Roma, 11 lug. (askanews) – A tre decenni dal peggiore genocidio della storia recente, l’Europa ricorda il massacro di Srebrenica in un contesto internazionale ancor più difficile – che non fa che aggravare lo sbiadirsi del ricordo di un evento che i responsabili ancora oggi tentano in ogni modo di far scomparire dalla memoria collettiva del continente attraverso il silenzio.

Ma a partire dall’11 luglio del 1995, nel giro di pochi giorni furono oltre ottomila le vittime di un massacro perpetrato dalle forze serbo-bosniache e che aveva come obiettivo la pulizia etnica della comunità bosniaca musulmana – in un luogo che, presumibilmente, avrebbe dovuto essere sotto la protezione militare del contingente olandese delle Nazioni Unite.

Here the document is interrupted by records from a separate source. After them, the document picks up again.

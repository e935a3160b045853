//! Pipeline orchestration: the block poller, chunk worker pool, the manager's
//! ordered fan-in and the run lifecycle.

pub(crate) mod backoff;
pub(crate) mod chunk_pool;
pub mod indexer;
pub(crate) mod lifecycle;
pub mod manager;
pub(crate) mod messages;
pub(crate) mod poller;
pub(crate) mod reorder;
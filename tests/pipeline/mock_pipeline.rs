use std::sync::Arc;
use std::time::{Duration, Instant};

use crate::support::{
    helpers::{
        assert_non_decreasing, collect_events, heights, init_tracing, test_config,
        wait_for_height,
    },
    mock_ledger::{chunk_id, receipt_id, MockLedger, APP_ACCOUNT},
};
use anyhow::{bail, Result};
use shardwatch::{
    EventLogDecoder, Indexer, IndexerConfig, IndexerError, LedgerClient, LedgerErrorKind,
    PipelineStage, ReceiverFilter,
};
use tokio::time::{sleep, timeout};

type TestIndexer = Indexer<ReceiverFilter, EventLogDecoder>;

fn indexer(ledger: &Arc<MockLedger>, config: IndexerConfig) -> TestIndexer {
    let ledger: Arc<dyn LedgerClient> = ledger.clone();
    Indexer::new(config, ledger, ReceiverFilter::new(APP_ACCOUNT), EventLogDecoder)
}

#[tokio::test(flavor = "multi_thread", worker_threads = 4)]
async fn mock_pipeline_emits_events_in_height_order() -> Result<()> {
    init_tracing();
    let ledger = Arc::new(MockLedger::chain(90..=100, 3));
    let config = test_config()
        .start_after(97)
        .chunk_workers(4)
        .max_in_flight_blocks(3)
        .build()?;
    let mut indexer = indexer(&ledger, config);

    let mut events = indexer.start().await?;
    let delivered = collect_events(&mut events, 9, Duration::from_secs(5)).await?;
    wait_for_height(&indexer, 100, Duration::from_secs(5)).await?;
    let report = indexer.stop().await?;

    assert_eq!(
        heights(&delivered),
        vec![98, 98, 98, 99, 99, 99, 100, 100, 100]
    );
    let receipts: Vec<String> = delivered
        .iter()
        .map(|event| event.receipt_id.to_string())
        .collect();
    let expected: Vec<String> = (98..=100)
        .flat_map(|height| (0..3).map(move |shard| receipt_id(height, shard)))
        .collect();
    assert_eq!(receipts, expected, "receipts must follow chunk order within a block");

    let first = &delivered[0].event;
    assert_eq!(first.executor_id.as_str(), APP_ACCOUNT);
    assert_eq!(first.events.len(), 1);
    assert_eq!(first.events[0].event, "post");

    assert_eq!(report.last_confirmed, Some(100));
    assert_eq!(report.telemetry.blocks_completed, 3);
    assert_eq!(report.telemetry.chunks_fetched, 9);
    assert_eq!(report.telemetry.events_emitted, 9);
    assert_eq!(ledger.outcome_calls(), 9);
    Ok(())
}

#[tokio::test(flavor = "multi_thread", worker_threads = 4)]
async fn mock_pipeline_retries_transient_chunk_failures() -> Result<()> {
    init_tracing();
    let ledger = Arc::new(MockLedger::chain(90..=100, 3));
    let flaky = chunk_id(99, 1);
    ledger.fail_chunk(&flaky, 3, LedgerErrorKind::Transient);

    let config = test_config().start_after(97).chunk_workers(3).build()?;
    let mut indexer = indexer(&ledger, config);

    let mut events = indexer.start().await?;
    let delivered = collect_events(&mut events, 9, Duration::from_secs(5)).await?;
    wait_for_height(&indexer, 100, Duration::from_secs(5)).await?;
    let report = indexer.stop().await?;

    assert_non_decreasing(&heights(&delivered));
    let at_99 = delivered.iter().filter(|event| event.height == 99).count();
    assert_eq!(at_99, 3, "no receipt of block 99 may be lost");
    assert_eq!(ledger.chunk_calls(&flaky), 4);
    assert!(
        report.telemetry.chunk_retries >= 3,
        "expected at least 3 chunk retries, got {}",
        report.telemetry.chunk_retries
    );
    assert_eq!(report.last_confirmed, Some(100));
    Ok(())
}

#[tokio::test(flavor = "multi_thread", worker_threads = 4)]
async fn mock_pipeline_stops_promptly_with_pending_chunks() -> Result<()> {
    init_tracing();
    let ledger = Arc::new(MockLedger::chain(90..=100, 2));
    ledger.delay_chunk(&chunk_id(98, 0), Duration::from_secs(30));

    let config = test_config().start_after(97).chunk_workers(2).build()?;
    let mut indexer = indexer(&ledger, config);
    let mut events = indexer.start().await?;

    sleep(Duration::from_millis(150)).await;
    let started = Instant::now();
    let report = timeout(Duration::from_secs(4), indexer.stop()).await??;

    assert!(
        started.elapsed() < Duration::from_secs(4),
        "stop took {:?}",
        started.elapsed()
    );
    assert!(!indexer.is_running());
    assert_eq!(report.last_confirmed, Some(97));
    assert_eq!(indexer.last_confirmed_height(), Some(97));

    let leftover = timeout(Duration::from_secs(1), events.recv()).await?;
    assert!(
        leftover.is_none(),
        "no event may be emitted for an unfinished block"
    );
    Ok(())
}

#[tokio::test(flavor = "multi_thread", worker_threads = 4)]
async fn mock_pipeline_respects_concurrency_limits() -> Result<()> {
    init_tracing();
    let ledger = Arc::new(MockLedger::chain(0..=40, 4));
    let config = test_config()
        .start_after(0)
        .chunk_workers(2)
        .max_in_flight_blocks(3)
        .build()?;
    let mut indexer = indexer(&ledger, config);

    let mut events = indexer.start().await?;
    let delivered = collect_events(&mut events, 160, Duration::from_secs(10)).await?;
    wait_for_height(&indexer, 40, Duration::from_secs(5)).await?;
    let report = indexer.stop().await?;

    assert_non_decreasing(&heights(&delivered));
    assert!(
        ledger.peak_chunk_concurrency() <= 2,
        "chunk fetches exceeded the worker count: {}",
        ledger.peak_chunk_concurrency()
    );
    assert!(
        report.telemetry.peak_in_flight_blocks <= 3,
        "in-flight blocks exceeded the limit: {}",
        report.telemetry.peak_in_flight_blocks
    );
    assert!(report.telemetry.peak_in_flight_blocks >= 1);
    assert_eq!(report.telemetry.blocks_completed, 40);
    Ok(())
}

#[tokio::test(flavor = "multi_thread", worker_threads = 4)]
async fn mock_pipeline_halts_on_permanent_chunk_failure() -> Result<()> {
    init_tracing();
    let ledger = Arc::new(MockLedger::chain(90..=100, 2));
    ledger.fail_chunk(&chunk_id(99, 1), usize::MAX, LedgerErrorKind::Transient);

    let config = test_config().start_after(97).max_attempts(3).build()?;
    let mut indexer = indexer(&ledger, config);
    let mut events = indexer.start().await?;

    let mut delivered = Vec::new();
    while let Ok(Some(event)) = timeout(Duration::from_secs(5), events.recv()).await {
        delivered.push(event);
    }

    let err = match timeout(Duration::from_secs(5), indexer.wait()).await? {
        Ok(report) => bail!("pipeline should have failed, stopped at {report:?}"),
        Err(err) => err,
    };
    let fatal = err
        .chain()
        .find_map(|cause| cause.downcast_ref::<IndexerError>())
        .expect("fatal error should carry an IndexerError");
    assert_eq!(fatal.stage(), PipelineStage::ChunkFetch);
    assert_eq!(fatal.target(), "block 99 shard 1 chunk c99-1");
    assert!(format!("{err:#}").contains("last confirmed height"));

    assert!(
        delivered.iter().all(|event| event.height < 99),
        "nothing at or past the failed block may be emitted: {:?}",
        heights(&delivered)
    );
    assert_eq!(ledger.chunk_calls(&chunk_id(99, 1)), 3);
    assert!(indexer.last_confirmed_height().is_some_and(|height| height < 99));
    assert!(indexer.cancellation_token().is_cancelled());
    Ok(())
}

#[tokio::test(flavor = "multi_thread", worker_threads = 4)]
async fn mock_pipeline_steps_over_skipped_heights() -> Result<()> {
    init_tracing();
    let ledger = Arc::new(MockLedger::chain(90..=100, 2));
    ledger.remove_block(99);

    let config = test_config().start_after(97).build()?;
    let mut indexer = indexer(&ledger, config);

    let mut events = indexer.start().await?;
    let delivered = collect_events(&mut events, 4, Duration::from_secs(5)).await?;
    wait_for_height(&indexer, 100, Duration::from_secs(5)).await?;
    let report = indexer.stop().await?;

    assert_eq!(heights(&delivered), vec![98, 98, 100, 100]);
    assert_eq!(report.telemetry.skipped_heights, 1);
    assert_eq!(report.telemetry.blocks_completed, 2);
    assert_eq!(report.last_confirmed, Some(100));
    Ok(())
}

#[tokio::test(flavor = "multi_thread", worker_threads = 4)]
async fn mock_pipeline_emits_duplicate_receipts_once() -> Result<()> {
    init_tracing();
    let ledger = Arc::new(MockLedger::chain(90..=100, 3));
    ledger.copy_receipt(&chunk_id(99, 0), &chunk_id(99, 2));

    let config = test_config().start_after(97).build()?;
    let mut indexer = indexer(&ledger, config);

    let mut events = indexer.start().await?;
    let delivered = collect_events(&mut events, 9, Duration::from_secs(5)).await?;
    wait_for_height(&indexer, 100, Duration::from_secs(5)).await?;
    let report = indexer.stop().await?;

    let duplicated = receipt_id(99, 0);
    let copies = delivered
        .iter()
        .filter(|event| event.receipt_id.as_str() == duplicated)
        .count();
    assert_eq!(copies, 1, "a receipt seen twice must be emitted once");
    assert_eq!(report.telemetry.duplicate_receipts, 1);
    assert_eq!(report.telemetry.events_emitted, 9);
    assert!(events.try_recv().is_none());
    Ok(())
}

#[tokio::test(flavor = "multi_thread", worker_threads = 4)]
async fn mock_pipeline_starts_at_the_tip_without_start_height() -> Result<()> {
    init_tracing();
    let ledger = Arc::new(MockLedger::chain(1..=50, 2));
    let config = test_config().build()?;
    let mut indexer = indexer(&ledger, config);

    let mut events = indexer.start().await?;
    assert_eq!(indexer.last_confirmed_height(), Some(50));

    ledger.add_block(51, 2);
    ledger.set_latest(51);
    let delivered = collect_events(&mut events, 2, Duration::from_secs(5)).await?;
    wait_for_height(&indexer, 51, Duration::from_secs(5)).await?;
    let report = indexer.stop().await?;

    assert_eq!(heights(&delivered), vec![51, 51]);
    assert_eq!(report.telemetry.blocks_completed, 1);
    Ok(())
}

#[tokio::test(flavor = "multi_thread", worker_threads = 4)]
async fn mock_pipeline_restart_mid_block_skips_emitted_receipts() -> Result<()> {
    init_tracing();
    let ledger = Arc::new(MockLedger::chain(0..=1, 2));
    ledger.delay_outcome_once(&receipt_id(1, 1), Duration::from_secs(30));

    let config = test_config()
        .start_after(0)
        .outcome_concurrency(1)
        .rpc_timeout(Duration::from_secs(10))
        .build()?;
    let mut indexer = indexer(&ledger, config);

    let mut events = indexer.start().await?;
    let first = collect_events(&mut events, 1, Duration::from_secs(5)).await?;
    assert_eq!(first[0].receipt_id.as_str(), receipt_id(1, 0));
    let report = timeout(Duration::from_secs(4), indexer.stop()).await??;
    drop(events);
    assert_eq!(report.last_confirmed, Some(0), "block 1 was interrupted");

    let mut events = indexer.start().await?;
    let second = collect_events(&mut events, 1, Duration::from_secs(5)).await?;
    wait_for_height(&indexer, 1, Duration::from_secs(5)).await?;
    let report = indexer.stop().await?;

    assert_eq!(
        second[0].receipt_id.as_str(),
        receipt_id(1, 1),
        "a receipt emitted before the restart must not be emitted again"
    );
    assert!(events.try_recv().is_none());
    assert_eq!(report.last_confirmed, Some(1));
    assert!(report.telemetry.duplicate_receipts >= 1);
    Ok(())
}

Nei tre anni di guerra precedenti altre migliaia di bosniaci musulmani erano stati assassinati, ma l’entità – e la velocità -del massacro di Srebrenica spinsero finalmente la comunità internazionale ad agire con decisione per porre fine al conflitto. Come ricorda il quotidiano britannico The Guardian, le uccisioni di massa in questa regione della Bosnia avvenero infatti in due ondate principali, la prima nel 1992 sotto forma di una rapida serie di attacchi a sorpresa coordinati contro villaggi e città musulmane.

I sopravvissuti a quei massacri si rifugiarono a Srebrenica, un’antica città mineraria, dichiarata “zona sicura” protetta dalle Nazioni Unite nell’aprile del 1993. Ma i Caschi Blu non intervennero – in quella che è probabilmente la pagina più vergognosa della storia delle forze armate olandesi – e nessuno fu in grado di fermare il genocidio.

Oggi restano le fosse comuni, che continuano ad essere scavate e a restituire vittime: fosse disseminate in altre zone più o meno vicine dalle stesse forze serbe, che cercarono fin dal primo momento di insabbiare l’accaduto rendendo il processo di ricerca a identificazione ancor più difficile.